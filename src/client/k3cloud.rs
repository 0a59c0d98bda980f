//! K3 Cloud WebApi client implementation

use std::num::NonZeroU32;
use std::sync::Arc;
use std::time::Duration;

use async_trait::async_trait;
use chrono::Utc;
use governor::clock::DefaultClock;
use governor::state::{InMemoryState, NotKeyed};
use governor::{Quota, RateLimiter};
use reqwest::{Client as HttpClient, StatusCode, Url};
use serde::Serialize;

use super::{InventoryApi, InventoryRecord};
use crate::config::{K3Credentials, K3Settings};
use crate::error::{ApiError, Result};
use crate::signing::{K3Signer, RequestSigner};

/// Bill query service, relative to the server root
const BILL_QUERY_SERVICE: &str =
    "Kingdee.BOS.WebApi.ServicesStub.DynamicFormService.ExecuteBillQuery.common.kdsvc";

/// Inventory form and the five columns mapped by [`InventoryRecord::from_row`]
const INVENTORY_FORM_ID: &str = "STK_Inventory";
const INVENTORY_FIELD_KEYS: &str =
    "FmaterialID.Fnumber,FmaterialID.FName,FStockID.Fnumber,FStockID.Fname,fbaseqty";

const USER_AGENT: &str = "Kingdee/Rust WebApi SDK 7.3 (k3sync)";

/// Request body for `ExecuteBillQuery`
#[derive(Debug, Serialize)]
struct BillQueryRequest<'a> {
    data: BillQuery<'a>,
}

#[derive(Debug, Serialize)]
#[serde(rename_all = "PascalCase")]
struct BillQuery<'a> {
    form_id: &'a str,
    field_keys: &'a str,
    filter_string: String,
    order_string: &'a str,
    top_row_count: usize,
    start_row: usize,
    limit: usize,
    sub_system_id: &'a str,
}

impl<'a> BillQueryRequest<'a> {
    fn inventory(warehouse_code: &str, limit: usize) -> Self {
        Self {
            data: BillQuery {
                form_id: INVENTORY_FORM_ID,
                field_keys: INVENTORY_FIELD_KEYS,
                filter_string: format!("FStockID.Fnumber='{}'", warehouse_code),
                order_string: "",
                top_row_count: 0,
                start_row: 0,
                limit,
                sub_system_id: "",
            },
        }
    }
}

/// K3 Cloud API client
pub struct K3CloudClient {
    http: HttpClient,
    url: Url,
    signer: Arc<dyn RequestSigner>,
    rate_limiter: Arc<RateLimiter<NotKeyed, InMemoryState, DefaultClock>>,
}

impl K3CloudClient {
    /// Create a client for the configured server and credentials
    pub fn new(creds: &K3Credentials, settings: &K3Settings) -> Result<Self> {
        Self::with_signer(
            &creds.server_url,
            Arc::new(K3Signer::new(creds)),
            Duration::from_secs(settings.timeout_secs),
            settings.requests_per_second,
        )
    }

    /// Create a client with an explicit signer
    pub fn with_signer(
        server_url: &str,
        signer: Arc<dyn RequestSigner>,
        timeout: Duration,
        requests_per_second: u32,
    ) -> Result<Self> {
        let http = HttpClient::builder()
            .timeout(timeout)
            .user_agent(USER_AGENT)
            .build()
            .map_err(|e| ApiError::Network(e.to_string()))?;

        let url = Url::parse(&format!(
            "{}/{}",
            server_url.trim_end_matches('/'),
            BILL_QUERY_SERVICE
        ))
        .map_err(|e| ApiError::InvalidResponse(format!("Invalid server URL: {}", e)))?;

        let per_second = NonZeroU32::new(requests_per_second).unwrap_or(NonZeroU32::MIN);
        let rate_limiter = Arc::new(RateLimiter::direct(Quota::per_second(per_second)));

        Ok(Self {
            http,
            url,
            signer,
            rate_limiter,
        })
    }
}

#[async_trait]
impl InventoryApi for K3CloudClient {
    async fn query_inventory(
        &self,
        warehouse_code: &str,
        limit: usize,
    ) -> std::result::Result<Vec<InventoryRecord>, ApiError> {
        self.rate_limiter.until_ready().await;

        let headers = self
            .signer
            .sign_request(self.url.path(), Utc::now().timestamp())?;

        let mut request = self
            .http
            .post(self.url.clone())
            .header("Accept-Charset", "utf-8")
            .json(&BillQueryRequest::inventory(warehouse_code, limit));
        for (name, value) in headers {
            request = request.header(name, value);
        }

        let response = request.send().await.map_err(ApiError::from)?;

        let status = response.status();
        match status {
            StatusCode::UNAUTHORIZED => return Err(ApiError::Unauthorized(status.as_u16())),
            StatusCode::FORBIDDEN => return Err(ApiError::Forbidden),
            s if !s.is_success() => {
                let body = response.text().await.unwrap_or_default();
                return Err(ApiError::Http {
                    status: s.as_u16(),
                    body,
                });
            }
            _ => {}
        }

        let body: serde_json::Value = response.json().await.map_err(|e| {
            ApiError::InvalidResponse(format!("Failed to parse response: {}", e))
        })?;

        // Business errors come back as a 200 with an object body
        let rows = match body {
            serde_json::Value::Array(rows) => rows,
            other => {
                log::warn!(
                    "Warehouse {} returned a non-row payload: {}",
                    warehouse_code,
                    other
                );
                return Ok(Vec::new());
            }
        };

        let records: Vec<InventoryRecord> = rows
            .iter()
            .filter_map(|row| row.as_array())
            .map(|row| InventoryRecord::from_row(row))
            .collect();

        log::debug!(
            "Warehouse {} returned {} rows",
            warehouse_code,
            records.len()
        );
        Ok(records)
    }
}

#[cfg(test)]
mod tests {
    use super::*;
    use crate::signing::SignedHeaders;
    use mockito::Matcher;

    struct StaticSigner;

    impl RequestSigner for StaticSigner {
        fn sign_request(
            &self,
            path: &str,
            timestamp: i64,
        ) -> std::result::Result<SignedHeaders, ApiError> {
            Ok(vec![
                ("X-Api-Signature", format!("sig:{path}")),
                ("X-Api-Timestamp", timestamp.to_string()),
            ])
        }
    }

    struct RejectingSigner;

    impl RequestSigner for RejectingSigner {
        fn sign_request(&self, _: &str, _: i64) -> std::result::Result<SignedHeaders, ApiError> {
            Err(ApiError::MissingSecret)
        }
    }

    fn client(server: &mockito::Server) -> K3CloudClient {
        K3CloudClient::with_signer(
            &format!("{}/K3Cloud", server.url()),
            Arc::new(StaticSigner),
            Duration::from_secs(5),
            100,
        )
        .unwrap()
    }

    fn service_path() -> String {
        format!("/K3Cloud/{}", BILL_QUERY_SERVICE)
    }

    #[test]
    fn test_bill_query_body() {
        let body = serde_json::to_value(BillQueryRequest::inventory("CK0201", 2)).unwrap();
        assert_eq!(body["data"]["FormId"], "STK_Inventory");
        assert_eq!(body["data"]["FieldKeys"], INVENTORY_FIELD_KEYS);
        assert_eq!(body["data"]["FilterString"], "FStockID.Fnumber='CK0201'");
        assert_eq!(body["data"]["Limit"], 2);
        assert_eq!(body["data"]["TopRowCount"], 0);
        assert_eq!(body["data"]["SubSystemId"], "");
    }

    #[test]
    fn test_invalid_server_url() {
        let result =
            K3CloudClient::with_signer("not a url", Arc::new(StaticSigner), Duration::from_secs(1), 1);
        assert!(result.is_err());
    }

    #[tokio::test]
    async fn test_query_inventory_maps_rows() {
        let mut server = mockito::Server::new_async().await;
        let mock = server
            .mock("POST", service_path().as_str())
            .match_header("X-Api-Signature", Matcher::Regex("^sig:/K3Cloud/".to_string()))
            .match_body(Matcher::PartialJson(serde_json::json!({
                "data": { "FilterString": "FStockID.Fnumber='CK0201'", "Limit": 100 }
            })))
            .with_status(200)
            .with_body(
                r#"[["M1","Steel","CK0201","Finished",1000],
                    ["M2","Wire","CK0201","Finished","250.5"],
                    ["M3","Scrap","CK0201","Finished",null]]"#,
            )
            .create_async()
            .await;

        let records = client(&server)
            .query_inventory("CK0201", 100)
            .await
            .unwrap();

        mock.assert_async().await;
        assert_eq!(records.len(), 3);
        assert_eq!(records[0].material_code, "M1");
        assert_eq!(records[0].quantity, 1000.0);
        assert_eq!(records[1].quantity, 250.5);
        assert_eq!(records[2].quantity, 0.0);
    }

    #[tokio::test]
    async fn test_query_inventory_http_error_includes_status() {
        let mut server = mockito::Server::new_async().await;
        let _mock = server
            .mock("POST", service_path().as_str())
            .with_status(500)
            .with_body("boom")
            .create_async()
            .await;

        let err = client(&server)
            .query_inventory("CK0201", 100)
            .await
            .unwrap_err();

        match &err {
            ApiError::Http { status, body } => {
                assert_eq!(*status, 500);
                assert_eq!(body, "boom");
            }
            other => panic!("Expected ApiError::Http, got {:?}", other),
        }
        assert!(err.to_string().contains("500"));
    }

    #[tokio::test]
    async fn test_query_inventory_unauthorized() {
        let mut server = mockito::Server::new_async().await;
        let _mock = server
            .mock("POST", service_path().as_str())
            .with_status(401)
            .create_async()
            .await;

        let err = client(&server)
            .query_inventory("CK0201", 100)
            .await
            .unwrap_err();
        assert!(matches!(err, ApiError::Unauthorized(401)));
    }

    #[tokio::test]
    async fn test_query_inventory_object_body_is_empty() {
        let mut server = mockito::Server::new_async().await;
        let _mock = server
            .mock("POST", service_path().as_str())
            .with_status(200)
            .with_body(r#"{"Result":{"ResponseStatus":{"IsSuccess":false}}}"#)
            .create_async()
            .await;

        let records = client(&server)
            .query_inventory("CK0201", 100)
            .await
            .unwrap();
        assert!(records.is_empty());
    }

    #[tokio::test]
    async fn test_query_inventory_invalid_json() {
        let mut server = mockito::Server::new_async().await;
        let _mock = server
            .mock("POST", service_path().as_str())
            .with_status(200)
            .with_body("<html>")
            .create_async()
            .await;

        let err = client(&server)
            .query_inventory("CK0201", 100)
            .await
            .unwrap_err();
        assert!(matches!(err, ApiError::InvalidResponse(_)));
    }

    /// Accepts connections and never answers
    async fn unresponsive_server() -> String {
        let listener = tokio::net::TcpListener::bind("127.0.0.1:0").await.unwrap();
        let addr = listener.local_addr().unwrap();
        tokio::spawn(async move {
            let mut held = Vec::new();
            while let Ok((socket, _)) = listener.accept().await {
                held.push(socket);
            }
        });
        format!("http://{addr}/K3Cloud")
    }

    fn short_timeout_client(server_url: &str) -> K3CloudClient {
        K3CloudClient::with_signer(
            server_url,
            Arc::new(StaticSigner),
            Duration::from_millis(200),
            100,
        )
        .unwrap()
    }

    #[tokio::test]
    async fn test_query_inventory_timeout_is_network_error() {
        let client = short_timeout_client(&unresponsive_server().await);

        let err = client.query_inventory("CK0201", 100).await.unwrap_err();

        assert!(matches!(err, ApiError::Network(_)), "got {:?}", err);
    }

    /// Routes one warehouse to a server that never answers
    struct SplitClient {
        answering: K3CloudClient,
        hanging: K3CloudClient,
        hanging_code: &'static str,
    }

    #[async_trait]
    impl InventoryApi for SplitClient {
        async fn query_inventory(
            &self,
            warehouse_code: &str,
            limit: usize,
        ) -> std::result::Result<Vec<InventoryRecord>, ApiError> {
            if warehouse_code == self.hanging_code {
                self.hanging.query_inventory(warehouse_code, limit).await
            } else {
                self.answering.query_inventory(warehouse_code, limit).await
            }
        }
    }

    #[tokio::test]
    async fn test_timed_out_warehouse_only_drops_its_rows() {
        let mut server = mockito::Server::new_async().await;
        let _mock = server
            .mock("POST", service_path().as_str())
            .with_status(200)
            .with_body(r#"[["M1","Steel","CK0201","Finished",1000]]"#)
            .create_async()
            .await;

        let client = SplitClient {
            answering: short_timeout_client(&format!("{}/K3Cloud", server.url())),
            hanging: short_timeout_client(&unresponsive_server().await),
            hanging_code: "CK0102",
        };
        let codes = vec!["CK0102".to_string(), "CK0201".to_string()];

        let report = crate::client::query_all_warehouses(&client, &codes, 100).await;

        assert!(report.is_partial());
        assert_eq!(report.failed.len(), 1);
        assert_eq!(report.failed[0].0, "CK0102");
        assert!(matches!(report.failed[0].1, ApiError::Network(_)));
        assert_eq!(report.records.len(), 1);
        assert_eq!(report.records[0].material_code, "M1");
    }

    #[tokio::test]
    async fn test_signer_failure_skips_request() {
        let mut server = mockito::Server::new_async().await;
        let mock = server
            .mock("POST", service_path().as_str())
            .expect(0)
            .create_async()
            .await;

        let client = K3CloudClient::with_signer(
            &format!("{}/K3Cloud", server.url()),
            Arc::new(RejectingSigner),
            Duration::from_secs(5),
            100,
        )
        .unwrap();

        let err = client.query_inventory("CK0201", 100).await.unwrap_err();
        assert!(matches!(err, ApiError::MissingSecret));
        mock.assert_async().await;
    }
}
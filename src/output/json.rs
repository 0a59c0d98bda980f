//! JSON output formatting

use chrono::Utc;
use serde::Serialize;

/// Wrapper for JSON output with metadata
#[derive(Debug, Serialize)]
pub struct JsonOutput<T> {
    /// The actual data
    pub data: T,

    /// Metadata about the response
    pub meta: Metadata,
}

/// Metadata included in JSON output
#[derive(Debug, Serialize)]
pub struct Metadata {
    /// Timestamp of the response
    pub timestamp: String,

    /// CLI version
    pub version: String,
}

impl<T> JsonOutput<T> {
    pub fn new(data: T) -> Self {
        Self {
            data,
            meta: Metadata {
                timestamp: Utc::now().to_rfc3339(),
                version: env!("CARGO_PKG_VERSION").to_string(),
            },
        }
    }
}

/// Format data as pretty-printed JSON
pub fn format_json<T: Serialize + ?Sized>(data: &T) -> Result<String, serde_json::Error> {
    serde_json::to_string_pretty(&JsonOutput::new(data))
}

#[cfg(test)]
mod tests {
    use super::*;
    use k3sync::{aggregate_by_group, default_groups};

    #[test]
    fn test_format_json_wraps_metrics() {
        let metrics = aggregate_by_group(&[], &default_groups());

        let result = format_json(&metrics).unwrap();

        assert!(result.contains("\"data\""));
        assert!(result.contains("\"meta\""));
        assert!(result.contains("\"valueInTons\": 0.0"));
        assert!(result.contains(&format!("\"version\": \"{}\"", env!("CARGO_PKG_VERSION"))));
    }

    #[test]
    fn test_format_json_empty_vec() {
        let items: Vec<String> = vec![];
        let result = format_json(&items).unwrap();

        assert!(result.contains("\"data\": []"));
    }
}
//! Table rows for inventory data
//!
//! Display models turn library types into CLI columns. JSON output serializes
//! the library types directly.

use tabled::Tabled;

use k3sync::metrics::InventoryRow;
use k3sync::{GroupMetric, InventoryRecord};

/// Raw K3 record, as fetched
#[derive(Debug, Clone, Tabled)]
pub struct RecordDisplay {
    #[tabled(rename = "MATERIAL")]
    pub material_code: String,

    #[tabled(rename = "NAME")]
    pub material_name: String,

    #[tabled(rename = "WAREHOUSE")]
    pub warehouse_code: String,

    #[tabled(rename = "WAREHOUSE NAME")]
    pub warehouse_name: String,

    #[tabled(rename = "QTY (KG)")]
    pub quantity: String,
}

impl From<&InventoryRecord> for RecordDisplay {
    fn from(record: &InventoryRecord) -> Self {
        Self {
            material_code: record.material_code.clone(),
            material_name: record.material_name.clone(),
            warehouse_code: record.warehouse_code.clone(),
            warehouse_name: record.warehouse_name.clone(),
            quantity: format!("{:.2}", record.quantity),
        }
    }
}

/// Dashboard inventory table row
#[derive(Debug, Clone, Tabled)]
pub struct RowDisplay {
    #[tabled(rename = "ID")]
    pub id: String,

    #[tabled(rename = "NAME")]
    pub name: String,

    #[tabled(rename = "CODE")]
    pub code: String,

    #[tabled(rename = "WAREHOUSE")]
    pub warehouse: String,

    #[tabled(rename = "QUANTITY")]
    pub quantity: i64,

    #[tabled(rename = "AVAILABLE")]
    pub available: i64,
}

impl From<&InventoryRow> for RowDisplay {
    fn from(row: &InventoryRow) -> Self {
        Self {
            id: row.id.clone(),
            name: row.name.clone(),
            code: row.code.clone(),
            warehouse: row.warehouse.clone(),
            quantity: row.quantity,
            available: row.available,
        }
    }
}

/// Group tonnage
#[derive(Debug, Clone, Tabled)]
pub struct MetricDisplay {
    #[tabled(rename = "GROUP")]
    pub label: String,

    #[tabled(rename = "NAME")]
    pub name: String,

    #[tabled(rename = "STOCK")]
    pub value: String,

    #[tabled(rename = "COLOR")]
    pub color: String,
}

impl From<&GroupMetric> for MetricDisplay {
    fn from(metric: &GroupMetric) -> Self {
        Self {
            label: metric.label.clone(),
            name: metric.name.clone(),
            value: format!("{:.2} {}", metric.value_in_tons, metric.unit),
            color: metric.color.clone(),
        }
    }
}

+-------+

What is needed |
All lines of the records above with the word "InvalidResponse" in them are to be copied.

Result of the exercise |
        .map_err(|e| ApiError::InvalidResponse(format!("Invalid server URL: {}", e)))?;
            ApiError::InvalidResponse(format!("Failed to parse response: {}", e))
        assert!(matches!(err, ApiError::InvalidResponse(_)));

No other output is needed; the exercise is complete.